Person re-identification (re-ID) is an important retrieval task to match pedestrian images or videos captured from multiple non-overlapping cameras. Because of its wide application prospects in public safety and video surveillance, person re-ID has attracted increasing interest in recent years. Due to complicated and variable visual variations in practical scenarios such as pose, viewpoints, occlusion, illumination and background clutter, it remains a challenging task.

Currently, great progress has been made in image-based person re-ID [1, 2, 3], and video-based person re-ID has drawn increasing attention because of the impressive benefits of using multiple images, which can provide tremendous temporal information [4, 5]. In this paper, we focus on the person re-ID problem in the video setting.
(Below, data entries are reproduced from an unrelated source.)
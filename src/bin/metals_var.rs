use anyhow::{Context, Result};
use clap::Parser;
use metals_var::{loader, VarConfig, VarEngine, VarMethod};
use std::path::PathBuf;
use tracing::{info, warn};

#[derive(Parser, Debug)]
#[clap(name = "metals-var", about = "Value-at-Risk for a metals futures portfolio")]
struct Args {
    /// Run configuration (YAML or JSON); defaults apply when omitted
    #[clap(short, long)]
    config: Option<PathBuf>,

    /// Cleaned positions table (CSV)
    #[clap(long)]
    positions: PathBuf,

    /// Cleaned prices table (CSV)
    #[clap(long)]
    prices: PathBuf,

    /// Override the VaR method (parametric or historical)
    #[clap(long)]
    method: Option<VarMethod>,

    /// Override the confidence level, e.g. 0.99
    #[clap(long)]
    confidence: Option<f64>,

    /// Override the horizon in days
    #[clap(long)]
    horizon_days: Option<u32>,

    /// Override the lookback window in days
    #[clap(long)]
    lookback_days: Option<u32>,
}

impl Args {
    fn apply_overrides(&self, config: &mut VarConfig) {
        if let Some(method) = self.method {
            config.method = method;
        }
        if let Some(confidence) = self.confidence {
            config.confidence_level = confidence;
        }
        if let Some(horizon) = self.horizon_days {
            config.horizon_days = horizon;
        }
        if let Some(lookback) = self.lookback_days {
            config.lookback_days = lookback;
        }
    }
}

fn main() -> Result<()> {
    // Initialize tracing
    tracing_subscriber::fmt()
        .with_env_filter(
            tracing_subscriber::EnvFilter::try_from_default_env()
                .unwrap_or_else(|_| tracing_subscriber::EnvFilter::new("info")),
        )
        .with_writer(std::io::stderr)
        .init();

    let args = Args::parse();

    let mut config = match &args.config {
        Some(path) => {
            info!("Loading configuration from {:?}", path);
            VarConfig::load(path).with_context(|| format!("Failed to load {:?}", path))?
        }
        None => VarConfig::default(),
    };
    args.apply_overrides(&mut config);

    let engine = VarEngine::new(config).context("Invalid VaR configuration")?;

    let positions = loader::load_positions(&args.positions)
        .with_context(|| format!("Failed to read positions from {:?}", args.positions))?;
    let prices = loader::load_prices(&args.prices)
        .with_context(|| format!("Failed to read prices from {:?}", args.prices))?;

    let report = engine.run(&positions, &prices).context("VaR run failed")?;

    for result in &report.results {
        info!(
            "{:<24} {} VaR {:.1}% {}d: {:.2}",
            result.scope.to_string(),
            result.method,
            result.confidence_level * 100.0,
            result.time_horizon_days,
            result.var_amount
        );
    }
    if !report.warnings.is_empty() {
        warn!("Run completed with {} warning(s)", report.warnings.len());
    }

    loader::write_report_json(&report, std::io::stdout().lock())?;
    Ok(())
}
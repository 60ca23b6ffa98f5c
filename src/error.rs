//! Error types for VaR runs
//!
//! Only conditions that make a run meaningless are errors. Data gaps and
//! numeric anomalies are reported as [`RiskWarning`](crate::RiskWarning)s
//! alongside the results instead.

use thiserror::Error;

/// Errors that abort a VaR run
#[derive(Error, Debug)]
pub enum VarError {
    #[error("Invalid confidence level: {0} (must be between 0 and 1)")]
    InvalidConfidenceLevel(f64),

    #[error("Invalid time horizon: {0} (must be positive)")]
    InvalidTimeHorizon(u32),

    #[error("Invalid lookback window: {0} days (must be positive)")]
    InvalidLookback(u32),

    #[error("Invalid parameter: {0}")]
    InvalidParameter(String),

    #[error("Weight vector has {weights} entries but covariance matrix covers {factors} factors")]
    DimensionMismatch { weights: usize, factors: usize },

    #[error("Weight vector is empty")]
    EmptyWeights,

    #[error("Portfolio contains no positions")]
    EmptyPortfolio,

    #[error("Gross portfolio exposure is zero, weights cannot be normalised")]
    ZeroGrossExposure,

    #[error("Insufficient data: {0}")]
    InsufficientData(String),

    #[error("Calculation error: {0}")]
    CalculationError(String),

    #[error("Failed to parse configuration: {0}")]
    ConfigParse(String),

    #[error("I/O error: {0}")]
    Io(#[from] std::io::Error),

    #[error("CSV error: {0}")]
    Csv(#[from] csv::Error),
}

impl VarError {
    /// Whether this error belongs to the configuration class: a bad parameter
    /// or an inconsistent input shape rather than a data or I/O problem.
    pub fn is_configuration_error(&self) -> bool {
        matches!(
            self,
            VarError::InvalidConfidenceLevel(_)
                | VarError::InvalidTimeHorizon(_)
                | VarError::InvalidLookback(_)
                | VarError::InvalidParameter(_)
                | VarError::DimensionMismatch { .. }
                | VarError::EmptyWeights
                | VarError::EmptyPortfolio
                | VarError::ZeroGrossExposure
                | VarError::ConfigParse(_)
        )
    }
}

impl From<serde_yaml::Error> for VarError {
    fn from(err: serde_yaml::Error) -> Self {
        VarError::ConfigParse(err.to_string())
    }
}

impl From<serde_json::Error> for VarError {
    fn from(err: serde_json::Error) -> Self {
        VarError::ConfigParse(err.to_string())
    }
}

pub type Result<T> = std::result::Result<T, VarError>;
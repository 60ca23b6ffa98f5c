//! Run configuration
//!
//! A single value enumerates everything a run depends on. It is usually
//! loaded from YAML or JSON; omitted fields take the documented defaults
//! (parametric, 99% confidence, 1-day horizon, 365-day lookback).

use crate::analytics::var::{validate_confidence, VarMethod};
use crate::error::{Result, VarError};
use serde::{Deserialize, Serialize};
use std::collections::BTreeMap;
use std::path::Path;

/// How historical simulation treats a date on which some factor has no return
#[derive(Debug, Clone, Copy, PartialEq, Eq, Default, Serialize, Deserialize)]
#[serde(rename_all = "snake_case")]
pub enum MissingDataPolicy {
    /// Drop the whole day (strict alignment)
    #[default]
    DropDay,

    /// Keep the day; the missing leg contributes zero P&L
    ZeroFill,
}

/// VaR run configuration
#[derive(Debug, Clone, PartialEq, Serialize, Deserialize)]
pub struct VarConfig {
    /// Estimator to run for every scope
    #[serde(default = "default_method")]
    pub method: VarMethod,

    /// Confidence level, strictly between 0 and 1
    #[serde(default = "default_confidence_level")]
    pub confidence_level: f64,

    /// Horizon in days (parametric only)
    #[serde(default = "default_horizon_days")]
    pub horizon_days: u32,

    /// Lookback window in calendar days
    #[serde(default = "default_lookback_days")]
    pub lookback_days: u32,

    /// Historical simulation treatment of partially covered days
    #[serde(default)]
    pub missing_data: MissingDataPolicy,

    /// Currency results are expressed in
    #[serde(default = "default_base_currency")]
    pub base_currency: String,

    /// Units of base currency per unit of each other currency
    #[serde(default)]
    pub fx_rates: BTreeMap<String, f64>,
}

impl VarConfig {
    /// Parse a YAML document
    ///
    /// # Example
    ///
    /// ```
    /// use metals_var::{VarConfig, VarMethod};
    ///
    /// let yaml = r#"
    /// method: historical
    /// confidence_level: 0.95
    /// "#;
    ///
    /// let config = VarConfig::from_yaml(yaml).unwrap();
    /// assert_eq!(config.method, VarMethod::Historical);
    /// assert_eq!(config.lookback_days, 365);
    /// ```
    pub fn from_yaml(yaml: &str) -> Result<Self> {
        let config: VarConfig = serde_yaml::from_str(yaml)?;
        config.validate()?;
        Ok(config)
    }

    /// Parse a JSON document
    pub fn from_json(json: &str) -> Result<Self> {
        let config: VarConfig = serde_json::from_str(json)?;
        config.validate()?;
        Ok(config)
    }

    /// Load from a file; `.json` files are parsed as JSON, anything else as YAML
    pub fn load(path: &Path) -> Result<Self> {
        let contents = std::fs::read_to_string(path)?;
        match path.extension().and_then(|ext| ext.to_str()) {
            Some(ext) if ext.eq_ignore_ascii_case("json") => Self::from_json(&contents),
            _ => Self::from_yaml(&contents),
        }
    }

    /// Check every parameter, reporting the first offending one
    pub fn validate(&self) -> Result<()> {
        validate_confidence(self.confidence_level)?;

        if self.horizon_days == 0 {
            return Err(VarError::InvalidTimeHorizon(self.horizon_days));
        }

        if self.lookback_days == 0 {
            return Err(VarError::InvalidLookback(self.lookback_days));
        }

        if self.base_currency.trim().is_empty() {
            return Err(VarError::InvalidParameter(
                "base_currency must not be empty".to_string(),
            ));
        }

        for (currency, rate) in &self.fx_rates {
            if !rate.is_finite() || *rate <= 0.0 {
                return Err(VarError::InvalidParameter(format!(
                    "fx rate for {} must be positive, got {}",
                    currency, rate
                )));
            }
        }

        Ok(())
    }
}

impl Default for VarConfig {
    fn default() -> Self {
        Self {
            method: default_method(),
            confidence_level: default_confidence_level(),
            horizon_days: default_horizon_days(),
            lookback_days: default_lookback_days(),
            missing_data: MissingDataPolicy::default(),
            base_currency: default_base_currency(),
            fx_rates: BTreeMap::new(),
        }
    }
}

// Default value functions
fn default_method() -> VarMethod {
    VarMethod::Parametric
}

fn default_confidence_level() -> f64 {
    0.99
}

fn default_horizon_days() -> u32 {
    1
}

fn default_lookback_days() -> u32 {
    365
}

fn default_base_currency() -> String {
    "USD".to_string()
}
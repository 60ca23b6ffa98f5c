//! Return covariance over the risk factors of a portfolio
//!
//! Series are aligned with an inner join: only dates on which *every*
//! requested factor has a return are used. Factors on different holiday
//! calendars therefore shorten the common sample rather than being paired
//! date-by-date with different samples per pair.

use crate::analytics::returns::ReturnSeriesSet;
use crate::error::{Result, VarError};
use crate::model::RiskFactorKey;
use chrono::NaiveDate;
use nalgebra::DMatrix;
use std::collections::BTreeSet;
use tracing::debug;

/// Square covariance matrix indexed by an ordered list of risk factors
#[derive(Debug, Clone, PartialEq)]
pub struct CovarianceMatrix {
    factors: Vec<RiskFactorKey>,
    matrix: DMatrix<f64>,
    observations: usize,
}

impl CovarianceMatrix {
    /// Wrap an existing matrix. It must be square with one row per factor.
    pub fn from_parts(
        factors: Vec<RiskFactorKey>,
        matrix: DMatrix<f64>,
        observations: usize,
    ) -> Result<Self> {
        if matrix.nrows() != matrix.ncols() || matrix.nrows() != factors.len() {
            return Err(VarError::InvalidParameter(format!(
                "Covariance matrix is {}x{} for {} factors",
                matrix.nrows(),
                matrix.ncols(),
                factors.len()
            )));
        }
        Ok(Self {
            factors,
            matrix,
            observations,
        })
    }

    pub fn factors(&self) -> &[RiskFactorKey] {
        &self.factors
    }

    pub fn matrix(&self) -> &DMatrix<f64> {
        &self.matrix
    }

    pub fn dim(&self) -> usize {
        self.factors.len()
    }

    pub fn is_empty(&self) -> bool {
        self.factors.is_empty()
    }

    /// Number of aligned return dates the estimate is based on
    pub fn observations(&self) -> usize {
        self.observations
    }

    pub fn index_of(&self, factor: &RiskFactorKey) -> Option<usize> {
        self.factors.iter().position(|f| f == factor)
    }

    /// Covariance between two factors, if both are in the matrix
    pub fn get(&self, a: &RiskFactorKey, b: &RiskFactorKey) -> Option<f64> {
        Some(self.matrix[(self.index_of(a)?, self.index_of(b)?)])
    }
}

/// Sample covariance estimator over aligned return series
#[derive(Debug, Clone, Default)]
pub struct CovarianceEngine;

impl CovarianceEngine {
    pub fn new() -> Self {
        Self
    }

    /// Dates on which every factor in `factors` has a return
    pub fn aligned_dates(
        &self,
        returns: &ReturnSeriesSet,
        factors: &[RiskFactorKey],
    ) -> Vec<NaiveDate> {
        let mut series = factors.iter().map(|f| returns.get(f));

        let Some(Some(first)) = series.next() else {
            return Vec::new();
        };
        let mut common: BTreeSet<NaiveDate> = first.dates().collect();

        for s in series {
            match s {
                Some(s) => {
                    let dates: BTreeSet<NaiveDate> = s.dates().collect();
                    common = common.intersection(&dates).copied().collect();
                }
                None => return Vec::new(),
            }
        }

        common.into_iter().collect()
    }

    /// Estimate the covariance matrix of `factors`.
    ///
    /// Factors are sorted for a stable index order. Every factor must have a
    /// series in `returns`, and at least two aligned dates are required for the
    /// unbiased (n - 1) estimator.
    pub fn estimate(
        &self,
        returns: &ReturnSeriesSet,
        factors: &[RiskFactorKey],
    ) -> Result<CovarianceMatrix> {
        if factors.is_empty() {
            return Err(VarError::InsufficientData(
                "No risk factors to estimate".to_string(),
            ));
        }

        let mut factors = factors.to_vec();
        factors.sort();
        factors.dedup();

        if let Some(missing) = factors.iter().find(|f| !returns.is_usable(f)) {
            return Err(VarError::InsufficientData(format!(
                "No return series for {}",
                missing
            )));
        }

        let dates = self.aligned_dates(returns, &factors);
        let num_obs = dates.len();
        if num_obs < 2 {
            return Err(VarError::InsufficientData(format!(
                "Need at least 2 aligned return dates across {} factors, got {}",
                factors.len(),
                num_obs
            )));
        }

        // Aligned samples: one column per factor
        let n = factors.len();
        let mut samples = DMatrix::zeros(num_obs, n);
        for (j, factor) in factors.iter().enumerate() {
            let series = returns.get(factor).ok_or_else(|| {
                VarError::InsufficientData(format!("No return series for {}", factor))
            })?;
            for (i, date) in dates.iter().enumerate() {
                samples[(i, j)] = series.get(*date).ok_or_else(|| {
                    VarError::CalculationError(format!("{} has no return on {}", factor, date))
                })?;
            }
        }

        let means: Vec<f64> = (0..n)
            .map(|j| samples.column(j).sum() / num_obs as f64)
            .collect();

        let mut cov_matrix = DMatrix::zeros(n, n);
        for i in 0..n {
            for j in i..n {
                let covariance: f64 = samples
                    .column(i)
                    .iter()
                    .zip(samples.column(j).iter())
                    .map(|(r_i, r_j)| (r_i - means[i]) * (r_j - means[j]))
                    .sum::<f64>()
                    / (num_obs - 1) as f64;

                cov_matrix[(i, j)] = covariance;
                cov_matrix[(j, i)] = covariance;
            }
        }

        debug!(
            "Estimated {}x{} covariance over {} aligned dates",
            n, n, num_obs
        );

        CovarianceMatrix::from_parts(factors, cov_matrix, num_obs)
    }
}
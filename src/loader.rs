//! Adapters for the cleaned input tables and the report output
//!
//! The tables are expected to be cleaned already: snake_case headers
//! matching the record fields, numeric volumes and quotes, ISO dates.
//! Nothing is re-cleaned here; a malformed row is an error.

use crate::error::Result;
use crate::model::{Position, PriceObservation};
use crate::VarReport;
use serde::de::DeserializeOwned;
use std::io::{Read, Write};
use std::path::Path;
use tracing::info;

fn read_rows<T, R>(reader: R) -> Result<Vec<T>>
where
    T: DeserializeOwned,
    R: Read,
{
    let mut reader = csv::ReaderBuilder::new()
        .trim(csv::Trim::All)
        .from_reader(reader);

    let mut rows = Vec::new();
    for record in reader.deserialize() {
        rows.push(record?);
    }
    Ok(rows)
}

/// Parse the positions table from CSV
pub fn read_positions<R: Read>(reader: R) -> Result<Vec<Position>> {
    read_rows(reader)
}

/// Parse the prices table from CSV
pub fn read_prices<R: Read>(reader: R) -> Result<Vec<PriceObservation>> {
    read_rows(reader)
}

/// Load the positions table from a CSV file
pub fn load_positions(path: &Path) -> Result<Vec<Position>> {
    let positions = read_positions(std::fs::File::open(path)?)?;
    info!("Loaded {} positions from {:?}", positions.len(), path);
    Ok(positions)
}

/// Load the prices table from a CSV file
pub fn load_prices(path: &Path) -> Result<Vec<PriceObservation>> {
    let prices = read_prices(std::fs::File::open(path)?)?;
    info!("Loaded {} prices from {:?}", prices.len(), path);
    Ok(prices)
}

/// Write a report as pretty-printed JSON
pub fn write_report_json<W: Write>(report: &VarReport, mut writer: W) -> Result<()> {
    serde_json::to_writer_pretty(&mut writer, report).map_err(std::io::Error::from)?;
    writeln!(writer)?;
    Ok(())
}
Figure 1: The challenge of human region misalignment in video-based person re-ID.

Video-based re-ID task needs to aggregate features from multiple frames in video sequence. Some video-based person re-ID methods focus on global feature extraction and generating sequence-level features through traditional average pooling or spatial and temporal attention module [6, 7, 8, 9]. In some cases, extracting a global representation from the whole sequence may overlook local details. In order to mine local discriminative features, some methods divide global images into several body regions and learn global and local features simultaneously [1, 2, 5, 10]. However, because of the inaccurate person detections and pose changes, most part-based methods suffer from the problem of region misalignment of both intra- and inter-videos, as illustrated in Fig. 1. To align parts, some part-based methods take human parsing or semantic attributes into consideration and they will cost much more computation when a series of frames need to be preprocessed [3, 11]. To effectively deal with part misalignment and avoid excessive computation, we propose a Reference-Aided Part-Aligned (RAPA) framework for video-based person re-ID.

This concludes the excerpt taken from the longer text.